Here's the short answer:  the brain is analog in time, but digital in the
signals it conveys.

The brain is made up of neurons (nerve cells).  Each one receives input 
from many other neurons, sometimes tens of thousands.  (Input neurons,
such as photoreceptors in the retina and hair cells in the ear, can also
be activated by external stimuli like light and vibration.)
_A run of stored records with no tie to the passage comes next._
//! Sample rate conversion (rubato)

use rubato::{
    Resampler, SincFixedIn, SincInterpolationParameters, SincInterpolationType, WindowFunction,
};

use super::DecodedAudio;
use crate::error::StageError;
use crate::hooks::{CancelCheck, ProgressSink};

/// Frames fed to the resampler per call
const CHUNK_FRAMES: usize = 8192;

/// Resample interleaved stereo audio to `to_rate`
///
/// Processes fixed-size chunks, checking cancellation and reporting progress
/// after each one. The output is compensated for the filter delay and holds
/// exactly `ceil(frames * to_rate / from_rate)` frames.
pub fn resample(
    audio: DecodedAudio,
    to_rate: u32,
    progress: ProgressSink<'_>,
    should_cancel: CancelCheck<'_>,
) -> Result<DecodedAudio, StageError> {
    let from_rate = audio.sample_rate;
    if from_rate == to_rate || audio.samples.is_empty() {
        progress(1.0);
        return Ok(DecodedAudio {
            samples: audio.samples,
            sample_rate: to_rate,
        });
    }
    if from_rate == 0 || to_rate == 0 {
        return Err(StageError::failed(format!(
            "invalid resample {} -> {}",
            from_rate, to_rate
        )));
    }

    let frames = audio.frames();
    let target_frames = (frames as u64 * to_rate as u64).div_ceil(from_rate as u64) as usize;

    let (left, right): (Vec<f32>, Vec<f32>) = audio
        .samples
        .chunks_exact(2)
        .map(|frame| (frame[0], frame[1]))
        .unzip();

    let params = SincInterpolationParameters {
        sinc_len: 256,
        f_cutoff: 0.95,
        interpolation: SincInterpolationType::Linear,
        oversampling_factor: 256,
        window: WindowFunction::BlackmanHarris2,
    };

    let ratio = to_rate as f64 / from_rate as f64;
    let mut resampler = SincFixedIn::<f32>::new(ratio, 1.0, params, CHUNK_FRAMES, 2)
        .map_err(|e| StageError::failed(format!("Resampler error: {}", e)))?;

    let delay = resampler.output_delay();
    let wanted = delay + target_frames;
    let mut out: [Vec<f32>; 2] = [
        Vec::with_capacity(wanted + CHUNK_FRAMES),
        Vec::with_capacity(wanted + CHUNK_FRAMES),
    ];

    let mut pos = 0;
    while frames - pos >= resampler.input_frames_next() {
        if should_cancel() {
            return Err(StageError::Cancelled);
        }
        let n = resampler.input_frames_next();
        let wave_in: [&[f32]; 2] = [&left[pos..pos + n], &right[pos..pos + n]];
        let chunk = resampler
            .process(&wave_in[..], None)
            .map_err(|e| StageError::failed(format!("Resample failed: {}", e)))?;
        append(&mut out, chunk);
        pos += n;
        progress(pos as f64 / frames as f64);
    }

    if pos < frames {
        let wave_in: [&[f32]; 2] = [&left[pos..], &right[pos..]];
        let chunk = resampler
            .process_partial(Some(&wave_in[..]), None)
            .map_err(|e| StageError::failed(format!("Resample failed: {}", e)))?;
        append(&mut out, chunk);
    }

    // Flush the filter tail until the delayed output covers every frame
    while out[0].len() < wanted {
        if should_cancel() {
            return Err(StageError::Cancelled);
        }
        let chunk = resampler
            .process_partial::<&[f32]>(None, None)
            .map_err(|e| StageError::failed(format!("Resample failed: {}", e)))?;
        if chunk.first().map_or(true, |c| c.is_empty()) {
            break;
        }
        append(&mut out, chunk);
    }

    let [left, right] = out;
    let end = wanted.min(left.len());
    let start = delay.min(end);
    let mut samples = Vec::with_capacity(target_frames * 2);
    for i in start..end {
        samples.push(left[i]);
        samples.push(right[i]);
    }
    samples.resize(target_frames * 2, 0.0);

    progress(1.0);
    log::debug!(
        "Resampled {} frames {}Hz -> {} frames {}Hz",
        frames,
        from_rate,
        target_frames,
        to_rate
    );

    Ok(DecodedAudio {
        samples,
        sample_rate: to_rate,
    })
}

fn append(out: &mut [Vec<f32>; 2], chunk: Vec<Vec<f32>>) {
    for (dst, src) in out.iter_mut().zip(chunk) {
        dst.extend_from_slice(&src);
    }
}
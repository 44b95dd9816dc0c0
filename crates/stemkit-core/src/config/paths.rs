//! Standard locations for stemkit configuration

use std::path::PathBuf;

/// Environment variable that overrides the config file location
pub const CONFIG_ENV_VAR: &str = "STEMKIT_CONFIG";

/// Default config file path: `{config_dir}/stemkit/config.yaml`
///
/// Falls back to the current directory when the platform has no config dir
/// (e.g. inside a mobile app sandbox).
pub fn default_config_path() -> PathBuf {
    dirs::config_dir()
        .unwrap_or_else(|| PathBuf::from("."))
        .join("stemkit")
        .join("config.yaml")
}

/// Config path from `STEMKIT_CONFIG`, or the default path
pub fn resolve_config_path() -> PathBuf {
    match std::env::var_os(CONFIG_ENV_VAR) {
        Some(path) if !path.is_empty() => PathBuf::from(path),
        _ => default_config_path(),
    }
}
Each input changes the neuron's voltage.  When it reaches a certain 
threshold, the neuron "fires" a nerve impulse or "action potential";  it 
sends a signal down its axon to other neurons (or to muscle cells).  This 
process is analog in time, because a neuron can fire an action potential at 
any time;  there is no global clock, as in a modern digital computer, which 
makes everything happen in synchronized steps.  On the other hand, an 
action potential is an all-or-nothing, digital event;  they don't come in 
different strengths or sizes.

At a smaller scale, the signal passes from one neuron to another across a 
gap called a synapse.  This happens as neurotransmitter chemicals diffuse 
across the gap and then attach to the receiving neuron.  This is not 
all-or-nothing, but it is digital at an even lower level:  the chemicals 
are released in standard-sized bundles.  (Several bundles may be released 
as a result of a single action potential.)  How strongly the action 
potential affects the receiving neuron depends on the amount of 
neurotransmitter released, the number and type of receptors on the 
receiving neuron, and the other impulses reaching that neuron.  This is 
effectively analog, but the threshold converts it into a digital action 
potential.

For completeness, I should point out that there are a few neurons which 
operate in a slightly different fashion, passing an analog signal directly 
from one neuron to the next.  The above description holds for the vast 
majority of them, though.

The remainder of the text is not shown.